INPUT MATERIAL:
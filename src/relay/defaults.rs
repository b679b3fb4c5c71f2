//! Default relay addresses computed once at startup.
//!
//! Nothing here runs implicitly: the owning application calls
//! [`initialize_defaults`] during its own startup and keeps the returned
//! [`RelayDefaults`] as read-only configuration.

use crate::base::error::DnsError;
use crate::dns::{FallbackResolver, IpPreference, Name, Resolve};
use std::net::{IpAddr, SocketAddr};

pub const DEFAULT_RELAY: &str = "croc.schollz.com";
pub const DEFAULT_RELAY6: &str = "croc6.schollz.com";
pub const DEFAULT_PORT: u16 = 9009;
pub const DEFAULT_PASSPHRASE: &str = "pass123";

/// Which hosts to resolve and what to attach to them.
#[derive(Debug, Clone, PartialEq, Eq)]
pub struct RelaySettings {
    /// Hostname resolved preferring IPv4
    pub relay_host: String,
    /// Hostname resolved preferring IPv6
    pub relay6_host: String,
    pub port: u16,
    pub passphrase: String,
}

impl Default for RelaySettings {
    fn default() -> Self {
        Self {
            relay_host: DEFAULT_RELAY.to_string(),
            relay6_host: DEFAULT_RELAY6.to_string(),
            port: DEFAULT_PORT,
            passphrase: DEFAULT_PASSPHRASE.to_string(),
        }
    }
}

impl RelaySettings {
    /// Settings for the public croc relays.
    pub fn new() -> Self {
        Self::default()
    }

    /// Set the IPv4-preferring relay hostname.
    pub fn relay_host(mut self, host: impl Into<String>) -> Self {
        self.relay_host = host.into();
        self
    }

    /// Set the IPv6-preferring relay hostname.
    pub fn relay6_host(mut self, host: impl Into<String>) -> Self {
        self.relay6_host = host.into();
        self
    }

    /// Set the port appended to both relay addresses.
    pub fn port(mut self, port: u16) -> Self {
        self.port = port;
        self
    }

    /// Set the default passphrase.
    pub fn passphrase(mut self, passphrase: impl Into<String>) -> Self {
        self.passphrase = passphrase.into();
        self
    }
}

/// Ready-to-dial defaults.
///
/// An empty `relay` or `relay6` means the host could not be resolved and
/// the application must be configured with an explicit relay.
#[derive(Debug, Clone, PartialEq, Eq)]
pub struct RelayDefaults {
    pub relay: String,
    pub relay6: String,
    pub port: u16,
    pub passphrase: String,
}

impl RelayDefaults {
    /// Resolves the built-in relay hosts through the public-DNS fallback.
    pub async fn init() -> Self {
        initialize_defaults(&FallbackResolver::new(), &RelaySettings::default()).await
    }

    /// Whether the IPv4-preferring relay resolved.
    pub fn has_relay(&self) -> bool {
        !self.relay.is_empty()
    }

    /// Whether the IPv6-preferring relay resolved.
    pub fn has_relay6(&self) -> bool {
        !self.relay6.is_empty()
    }
}

/// Resolves both relay hosts concurrently and formats them with the port.
///
/// Never fails: a host that cannot be resolved yields an empty address.
pub async fn initialize_defaults<R>(resolver: &R, settings: &RelaySettings) -> RelayDefaults
where
    R: Resolve + ?Sized,
{
    let relay = Name::new(settings.relay_host.as_str());
    let relay6 = Name::new(settings.relay6_host.as_str()).prefer(IpPreference::Ipv6);

    let (relay, relay6) = tokio::join!(resolver.resolve(relay), resolver.resolve(relay6));

    RelayDefaults {
        relay: default_address(&settings.relay_host, relay, settings.port),
        relay6: default_address(&settings.relay6_host, relay6, settings.port),
        port: settings.port,
        passphrase: settings.passphrase.clone(),
    }
}

/// `ip:port`, `[ipv6]:port`, or `""` when resolution failed.
pub fn format_address(resolved: Result<IpAddr, DnsError>, port: u16) -> String {
    resolved
        .map(|ip| SocketAddr::new(ip, port).to_string())
        .unwrap_or_default()
}

fn default_address(host: &str, resolved: Result<IpAddr, DnsError>, port: u16) -> String {
    if let Err(e) = &resolved {
        tracing::warn!(host = %host, error = %e, "no default relay address");
    }
    format_address(resolved, port)
}
//! Ergonomic error context helpers.
//!
//! Extension traits that attach the hostname (and server) being looked up
//! to raw resolver errors, producing context-rich [`DnsError`] values.

use crate::base::error::{DnsError, FailureReason};
use hickory_resolver::{
    proto::{ProtoError, ProtoErrorKind},
    ResolveError,
};
use std::{io, net::SocketAddr};

/// Extension trait for system resolver results.
pub trait LocalResultExt<T> {
    /// Tag a failure as coming from the system resolver.
    ///
    /// # Example
    /// ```ignore
    /// use relaydns::base::context::LocalResultExt;
    ///
    /// let addrs = (host, 0).to_socket_addrs().local_context(host)?;
    /// // Error: "local lookup of example.com failed: ..."
    /// ```
    fn local_context(self, host: &str) -> Result<T, DnsError>;
}

/// Extension trait for results of talking to one specific DNS server.
pub trait ServerResultExt<T> {
    /// Tag a failure with the host being looked up and the server asked.
    fn server_context(self, host: &str, server: SocketAddr) -> Result<T, DnsError>;
}

impl<T> LocalResultExt<T> for Result<T, io::Error> {
    fn local_context(self, host: &str) -> Result<T, DnsError> {
        self.map_err(|e| DnsError::local(host, local_io_reason(&e)))
    }
}

/// Socket errors while reaching a server are dial failures.
impl<T> ServerResultExt<T> for Result<T, io::Error> {
    fn server_context(self, host: &str, server: SocketAddr) -> Result<T, DnsError> {
        self.map_err(|e| {
            let reason = match e.kind() {
                io::ErrorKind::TimedOut => FailureReason::Timeout,
                _ => FailureReason::unreachable(&e),
            };
            DnsError::remote(host, server, reason)
        })
    }
}

impl<T> ServerResultExt<T> for Result<T, ResolveError> {
    fn server_context(self, host: &str, server: SocketAddr) -> Result<T, DnsError> {
        self.map_err(|e| DnsError::remote(host, server, resolve_reason(&e)))
    }
}

fn local_io_reason(e: &io::Error) -> FailureReason {
    match e.kind() {
        io::ErrorKind::TimedOut => FailureReason::Timeout,
        io::ErrorKind::NotFound => FailureReason::NoAnswer,
        _ => FailureReason::resolver(e),
    }
}

fn resolve_reason(e: &ResolveError) -> FailureReason {
    if e.is_no_records_found() {
        return FailureReason::NoAnswer;
    }
    match e.proto().map(ProtoError::kind) {
        Some(ProtoErrorKind::Timeout) => FailureReason::Timeout,
        Some(ProtoErrorKind::Io(_) | ProtoErrorKind::NoConnections) => {
            FailureReason::unreachable(e)
        }
        _ => FailureReason::resolver(e),
    }
}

WHAT TO WORK ON: Wherever a line in the entries holds "startup", copy that line.

ANSWER TO THE EXERCISE:
//! Default relay addresses computed once at startup.
//! [`initialize_defaults`] during its own startup and keeps the returned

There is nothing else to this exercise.